5.1          Compensation
of New Officers. The parties agree that the aggregate cash compensation to be paid to any executive officers of the Company
appointed from the date of this Agreement through December 31, 2012 shall not exceed the aggregate cash compensation currently
provided to be paid to the Company’s executive officers as of the date of this Agreement through such date.

 

5.2          Limitation
on Executive Officers. The parties agree that the Board will not appoint any executive officers of Red Mountain to serve as
executive officers of the Company; provided, however, that the Board may engage employees, contractors or consultants of Red Mountain
to provide services to the Company, but such individuals or entities will be paid, on an hourly basis, the lesser of (i) current
market rates or (ii) the amount that Red Mountain currently pays such individuals or entities.

 

5.3          Subsequent
Transaction. The Company will not enter, prior to December 31, 2012, into any agreement for the merger, business combination
or sale of all or substantially all of the Company’s assets to Red Mountain or to any of its Affiliates unless (a) such transaction
is approved by a majority of the “independent directors” of the Company or two thirds (2/3) of the Company’s
shareholders and (b) the Company obtains an opinion from an independent investment banking firm that the transaction is fair to
the unaffiliated stockholders of the Company. For purposes of this section, the term independent directors refers to Paul N. Vassilakos,
Randell K. Ford, Richard F. LaRoche, Jr. and John W. Hawkins (or their respective successors). For the avoidance of doubt, this
provision will not apply to Red Mountain entering into private or public market purchases of the Company’s securities (whether
directly with the Company or with third parties) or from acquiring additional shares of the Company’s Common Stock through
the exercise of any warrants of the Company held by Red Mountain.

 

5.4          Annual
Meeting. The newly-constituted Board shall use commercially reasonable efforts to cause the Company to hold an annual meeting
for the election of directors as soon as practicable after the date hereof but no later than September 30, 2012.

 

5.5          Commercially
Reasonable Best Efforts. Subject to the terms and conditions hereof, each party will use commercially reasonable best efforts
to take, or cause to be taken, all actions and to do, or cause to be done, all things necessary, proper or advisable under applicable
laws and regulations to consummate the transactions contemplated by this Agreement as promptly as practicable, including (i) preparing
and filing as promptly as practicable all documentation to effect all necessary applications, notices, petitions, filings, tax
ruling requests and other documents and to obtain as promptly as practicable all consents, waivers, licenses, orders, registrations,
approvals, permits, tax rulings and authorizations necessary or advisable to be obtained from any Person and/or any Governmental
Authority in order to consummate any of the transactions contemplated by this Agreement, (ii) executing and delivering such other
documents, instruments and agreements as any party hereto shall reasonably request, and (iii) taking all reasonable steps as may
be necessary to obtain all such material consents, waivers, licenses, registrations, permits, authorizations, tax rulings, orders
and approvals.
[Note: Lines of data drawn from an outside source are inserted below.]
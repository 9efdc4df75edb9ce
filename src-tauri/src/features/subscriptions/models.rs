use crate::shared::api_client::RawDocument;
use crate::shared::clock::LocalZone;
use chrono::{DateTime, NaiveDate, NaiveDateTime};
use serde::{Deserialize, Serialize};
use serde_json::{Map, Value};

/// 次回請求日の属性キー
pub const NEXT_DATE_KEY: &str = "nextdate";

/// サブスクリプションデータモデル
///
/// Appwriteのドキュメント1件に対応する。`id`以外は緩く型付けされた属性からの
/// ベストエフォート解析で、欠落・不正な値はNoneになる。
#[derive(Debug, Clone, PartialEq, Serialize, Deserialize)]
pub struct Subscription {
    pub id: String,
    pub name: Option<String>,
    pub site: Option<String>,
    pub price: Option<i64>,
    /// 次回請求日時（ローカル時刻）。判定には日付部分のみ使用する
    pub next_date: Option<NaiveDateTime>,
    pub note: Option<String>,
    pub account: Option<String>,
    pub created_at: Option<String>,
    pub updated_at: Option<String>,
}

impl Subscription {
    /// IDのみを持つサブスクリプションを作成
    pub fn with_id<S: Into<String>>(id: S) -> Self {
        Self {
            id: id.into(),
            name: None,
            site: None,
            price: None,
            next_date: None,
            note: None,
            account: None,
            created_at: None,
            updated_at: None,
        }
    }

    /// Appwriteドキュメントからサブスクリプションを構築する
    ///
    /// 各フィールドの解析失敗は他のフィールドに影響しない。
    pub fn from_document(document: RawDocument, zone: &LocalZone) -> Self {
        let data = &document.data;
        Self {
            name: get_string(data, "name"),
            site: get_string(data, "site"),
            price: get_int(data, "price"),
            next_date: get_date_time(data, NEXT_DATE_KEY, zone),
            note: get_string(data, "note"),
            account: get_string(data, "account"),
            created_at: document.created_at,
            updated_at: document.updated_at,
            id: document.id,
        }
    }

    /// 次回請求日（日付部分）
    pub fn next_billing_date(&self) -> Option<NaiveDate> {
        self.next_date.map(|value| value.date())
    }

    /// 画面表示用に変換する
    pub fn to_view(&self, zone: &LocalZone) -> SubscriptionView {
        SubscriptionView {
            id: self.id.clone(),
            name: self.name.clone().unwrap_or_default(),
            site: self.site.clone(),
            price: self.price,
            next_date: format_date(self.next_date),
            note: self.note.clone(),
            account: self.account.clone(),
            created_at: format_timestamp(self.created_at.as_deref(), zone),
            updated_at: format_timestamp(self.updated_at.as_deref(), zone),
        }
    }
}

/// 一覧を画面表示用に変換する（順序は維持する）
pub fn to_views(records: &[Subscription], zone: &LocalZone) -> Vec<SubscriptionView> {
    records.iter().map(|record| record.to_view(zone)).collect()
}

/// 一覧画面用の表示モデル
#[derive(Debug, Clone, PartialEq, Serialize, Deserialize)]
pub struct SubscriptionView {
    pub id: String,
    pub name: String,
    pub site: Option<String>,
    pub price: Option<i64>,
    /// `YYYY-MM-DD`、未設定なら空文字
    pub next_date: String,
    pub note: Option<String>,
    pub account: Option<String>,
    /// `YYYY-MM-DD HH:MM`、解析できなければ元の文字列
    pub created_at: String,
    pub updated_at: String,
}

/// 文字列属性を取得する
///
/// 文字列以外の値はJSON表現の文字列に変換する。nullや欠落はNone。
pub fn get_string(data: &Map<String, Value>, key: &str) -> Option<String> {
    match data.get(key)? {
        Value::Null => None,
        Value::String(value) => Some(value.clone()),
        other => Some(other.to_string()),
    }
}

/// 整数属性を取得する
///
/// 整数値、または整数として解析できる文字列のみ受け付ける。
pub fn get_int(data: &Map<String, Value>, key: &str) -> Option<i64> {
    match data.get(key)? {
        Value::Number(number) => number.as_i64(),
        Value::String(text) => text.trim().parse().ok(),
        _ => None,
    }
}

/// 日時属性を取得する
pub fn get_date_time(
    data: &Map<String, Value>,
    key: &str,
    zone: &LocalZone,
) -> Option<NaiveDateTime> {
    match data.get(key)? {
        Value::String(text) => parse_date_time(text, zone),
        _ => None,
    }
}

const DATE_TIME_FORMATS: &[&str] = &[
    "%Y-%m-%dT%H:%M:%S%.f",
    "%Y-%m-%d %H:%M:%S%.f",
    "%Y-%m-%dT%H:%M",
    "%Y-%m-%d %H:%M",
    "%Y/%m/%d %H:%M:%S",
    "%Y/%m/%d %H:%M",
];

const DATE_FORMATS: &[&str] = &["%Y-%m-%d", "%Y/%m/%d"];

/// 日時文字列を解析する
///
/// オフセット付き（RFC 3339）の場合は指定ゾーンのローカル時刻に変換する。
/// オフセットなしの場合はそのままローカル時刻として扱う。
pub fn parse_date_time(text: &str, zone: &LocalZone) -> Option<NaiveDateTime> {
    let text = text.trim();
    if text.is_empty() {
        return None;
    }

    if let Ok(value) = DateTime::parse_from_rfc3339(text) {
        return Some(zone.to_local(&value));
    }

    DATE_TIME_FORMATS
        .iter()
        .find_map(|format| NaiveDateTime::parse_from_str(text, format).ok())
        .or_else(|| {
            DATE_FORMATS
                .iter()
                .find_map(|format| NaiveDate::parse_from_str(text, format).ok())
                .and_then(|date| date.and_hms_opt(0, 0, 0))
        })
}

/// 日付を`YYYY-MM-DD`形式に整形する（未設定なら空文字）
pub fn format_date(value: Option<NaiveDateTime>) -> String {
    value
        .map(|value| value.format("%Y-%m-%d").to_string())
        .unwrap_or_default()
}

/// バックエンドのタイムスタンプ文字列を表示用に整形する
pub fn format_timestamp(value: Option<&str>, zone: &LocalZone) -> String {
    let Some(value) = value.filter(|value| !value.trim().is_empty()) else {
        return String::new();
    };

    match parse_date_time(value, zone) {
        Some(parsed) => parsed.format("%Y-%m-%d %H:%M").to_string(),
        None => value.to_string(),
    }
}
Notwithstanding the foregoing, in no event shall any party have any obligation, in order to consummate the transactions
contemplated hereby, to (a) take any action(s) that would result in a material adverse change in the benefits to the Company on
the one hand or to Red Mountain on the other of this Agreement, or (b) dispose of any material assets or make any material change
in the Company’s business other than as contemplated by this Agreement, or (c) expend any material amount of funds or otherwise
incur any material burden other than those contemplated by this Agreement.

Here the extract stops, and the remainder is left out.